Elezione diretta e proroga dei mandati: queste le proposte dell'Assemblea dei Presidenti delle Province  Enti

Il voto a suffragio universale diretto per il rinnovo degli Organi delle Province e la proroga del mandato amministrativo dei presidenti e dei Consigli provinciali in scadenza ad ottobre 2018 e a gennaio 2019 fino al turno delle elezioni amministrative della primavera 2019.

Queste le proposte rivolte a Governo e Parlamento approvate dall’Assemblea dei Presidenti delle Province, riunita a Bergamo nella prima della due giorni indetta dall’Unione delle Province italiane per dibattere il tema: “Le Province: ripensare gli enti per ricostruire i territori”.

Il presidente della Provincia di Benevento Claudio Ricci si è dichiarato soddisfatto di tali proposte che recepiscono pienamente la linea politica da lui stesso illustrata e caldeggiata nell’ultima riunione dello scorso mese di maggio del Consiglio provinciale alla Rocca dei Rettori per la riforma dell’attuale ordinamento delle Province, come risulta sancito dalla legge n. 56 del 2014.

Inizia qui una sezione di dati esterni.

//! Plain-HTTP API for health checks and Prometheus metrics

use axum::{
    extract::State,
    http::StatusCode,
    response::IntoResponse,
    routing::get,
    Json, Router,
};
use mutator_lib::health::{ComponentStatus, HealthRegistry};
use prometheus::{Encoder, TextEncoder};
use std::sync::Arc;
use tracing::{error, info};

/// Shared application state
#[derive(Clone)]
pub struct AppState {
    pub health_registry: HealthRegistry,
}

impl AppState {
    pub fn new(health_registry: HealthRegistry) -> Self {
        Self { health_registry }
    }
}

/// 200 while healthy or degraded, 503 when unhealthy
async fn healthz(State(state): State<Arc<AppState>>) -> impl IntoResponse {
    let health = state.health_registry.health().await;

    let status_code = match health.status {
        ComponentStatus::Healthy | ComponentStatus::Degraded => StatusCode::OK,
        ComponentStatus::Unhealthy => StatusCode::SERVICE_UNAVAILABLE,
    };

    (status_code, Json(health))
}

async fn readyz(State(state): State<Arc<AppState>>) -> impl IntoResponse {
    let readiness = state.health_registry.readiness().await;

    let status_code = if readiness.ready {
        StatusCode::OK
    } else {
        StatusCode::SERVICE_UNAVAILABLE
    };

    (status_code, Json(readiness))
}

async fn metrics() -> impl IntoResponse {
    let encoder = TextEncoder::new();
    let mut buffer = Vec::new();

    if let Err(e) = encoder.encode(&prometheus::gather(), &mut buffer) {
        error!(error = %e, "Failed to encode metrics");
        return (
            StatusCode::INTERNAL_SERVER_ERROR,
            [("content-type", "text/plain; charset=utf-8")],
            Vec::new(),
        );
    }

    (
        StatusCode::OK,
        [("content-type", "text/plain; charset=utf-8")],
        buffer,
    )
}

pub fn create_router(state: Arc<AppState>) -> Router {
    Router::new()
        .route("/healthz", get(healthz))
        .route("/readyz", get(readyz))
        .route("/metrics", get(metrics))
        .with_state(state)
}

/// Start the API server
pub async fn serve(port: u16, state: Arc<AppState>) -> anyhow::Result<()> {
    let app = create_router(state);

    let addr = format!("0.0.0.0:{}", port);
    info!(addr = %addr, "Starting health/metrics server");

    let listener = tokio::net::TcpListener::bind(&addr).await?;
    axum::serve(listener, app).await?;

    Ok(())
}

#[cfg(test)]
mod tests {
    use super::*;
    use axum::{body::Body, http::Request};
    use mutator_lib::health::components;
    use mutator_lib::observability::{outcomes, MutatorMetrics};
    use tower::ServiceExt;

    async fn setup() -> (Router, Arc<AppState>) {
        let registry = HealthRegistry::new();
        registry.register(components::WEBHOOK).await;
        registry.register(components::SUGGESTION_BACKEND).await;
        let state = Arc::new(AppState::new(registry));
        (create_router(state.clone()), state)
    }

    async fn get_json(app: Router, uri: &str) -> (StatusCode, serde_json::Value) {
        let response = app
            .oneshot(Request::builder().uri(uri).body(Body::empty()).unwrap())
            .await
            .unwrap();
        let status = response.status();
        let body = axum::body::to_bytes(response.into_body(), usize::MAX)
            .await
            .unwrap();
        (status, serde_json::from_slice(&body).unwrap())
    }

    #[tokio::test]
    async fn test_healthz_ok_when_backend_degraded() {
        let (app, state) = setup().await;
        state
            .health_registry
            .set_degraded(components::SUGGESTION_BACKEND, "connection refused")
            .await;

        let (status, body) = get_json(app, "/healthz").await;
        assert_eq!(status, StatusCode::OK);
        assert_eq!(body["status"], "degraded");
        assert_eq!(
            body["components"]["suggestion_backend"]["message"],
            "connection refused"
        );
    }

    #[tokio::test]
    async fn test_healthz_503_when_unhealthy() {
        let (app, state) = setup().await;
        state
            .health_registry
            .set_unhealthy(components::WEBHOOK, "listener stopped")
            .await;

        let (status, body) = get_json(app, "/healthz").await;
        assert_eq!(status, StatusCode::SERVICE_UNAVAILABLE);
        assert_eq!(body["status"], "unhealthy");
    }

    #[tokio::test]
    async fn test_readyz_follows_listener_state() {
        let (app, state) = setup().await;
        let (status, body) = get_json(app.clone(), "/readyz").await;
        assert_eq!(status, StatusCode::SERVICE_UNAVAILABLE);
        assert_eq!(body["ready"], false);

        state.health_registry.set_ready(true).await;
        let (status, body) = get_json(app, "/readyz").await;
        assert_eq!(status, StatusCode::OK);
        assert_eq!(body["ready"], true);
    }

    #[tokio::test]
    async fn test_metrics_exposes_admission_counters() {
        let (app, _state) = setup().await;
        let metrics = MutatorMetrics::new();
        metrics.inc_admission(outcomes::PATCHED);
        metrics.observe_admission_latency(0.003);

        let response = app
            .oneshot(Request::builder().uri("/metrics").body(Body::empty()).unwrap())
            .await
            .unwrap();
        assert_eq!(response.status(), StatusCode::OK);

        let body = axum::body::to_bytes(response.into_body(), usize::MAX)
            .await
            .unwrap();
        let text = String::from_utf8(body.to_vec()).unwrap();
        assert!(text.contains("ocean_rs_mutator_admission_requests_total"));
        assert!(text.contains("ocean_rs_mutator_admission_latency_seconds_bucket"));
    }
}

Come si ricorderà al termine del dibattito in Consiglio provinciale di Benevento un documento contenente un “pacchetto” di proposte di revisione legislativa in materia di ritorno all’elezione diretta degli Organi da parte dei cittadini ed alla proroga breve di mandato degli attuali Organi, in attesa appunto dell’adozione delle norme norme, era stato inviato da Ricci alle massime Autorità dello Stato.

La posizione di Ricci, illustrata in Assemblea dei Presidenti, a Bergamo, dal segretario generale della Provincia sannita, Franco Nardone, nasce dalla esperienza diretta di quattro anni di lavoro alla Rocca dei Rettori, che ha evidenziato tutte le lacune e le criticità della legge n. 56/2014 che nasceva (inopinatamente e stranamente) come “norma transitoria”, e cioè letteralmente “in attesa della riforma costituzionale” che avrebbe dovuto sopprimere le Province.

La riforma, invece, fu bocciata nel referendum costituzionale del 4 dicembre 2016 dal voto popolare e dunque le Province restano quali Enti di dignità costituzionale in cui si articola la Repubblica, insieme a Regioni, Città Metropolitane e Comuni (art. 114 Cost.): purtroppo, però, permangono le lacune, le contraddizioni e le criticità della “norma transitoria” che rendono assai arduo il governo dei territori (diversa durata del mandato di presidente e del Consiglio provinciale, il primo in carica per 4 anni, il secondo solo per 2, il che impedisce la programmazione triennale; la macchinosità della Sessione di Bilancio con le sue tre diverse letture; compiti e funzioni delle Province poco definite ed incomplete; mancanza di risorse finanziarie autonome; sottrazione da parte dello Stato anche delle Imposte riservate alle Province; etc.).   

Da qui la richiesta dei presidenti delle Province di provvedere ad una organica revisione dell’ordinamento degli enti locali restituendo funzionalità operativa alle Province. D’altra parte i presidenti nel corso dell’Assemblea bergamasca hanno fatto osservare che su 76 Province delle Regioni a Statuto ordinario ben 70 devono rinnovare i Consigli provinciali entro l’anno, mentre 48 debbono rinnovare la sola figura del presidente tra il prossimo ottobre e il gennaio 2019. Una situazione, questa, che appare davvero incongrua e che consiglia l’adozione di una norma per la proroga di pochi mesi nelle scadenze degli Organi fino a giungere ad un “election day” per il già programmato turno delle amministrative del 2019.

Queste proposte saranno discusse nelle prossime ore con il rappresentante del Governo, il ministro delle politiche regionali Erika Stefani nel corso di un convegno con la partecipazione di presidenti delle Regioni e Province e del costituzionalista Valerio Onida.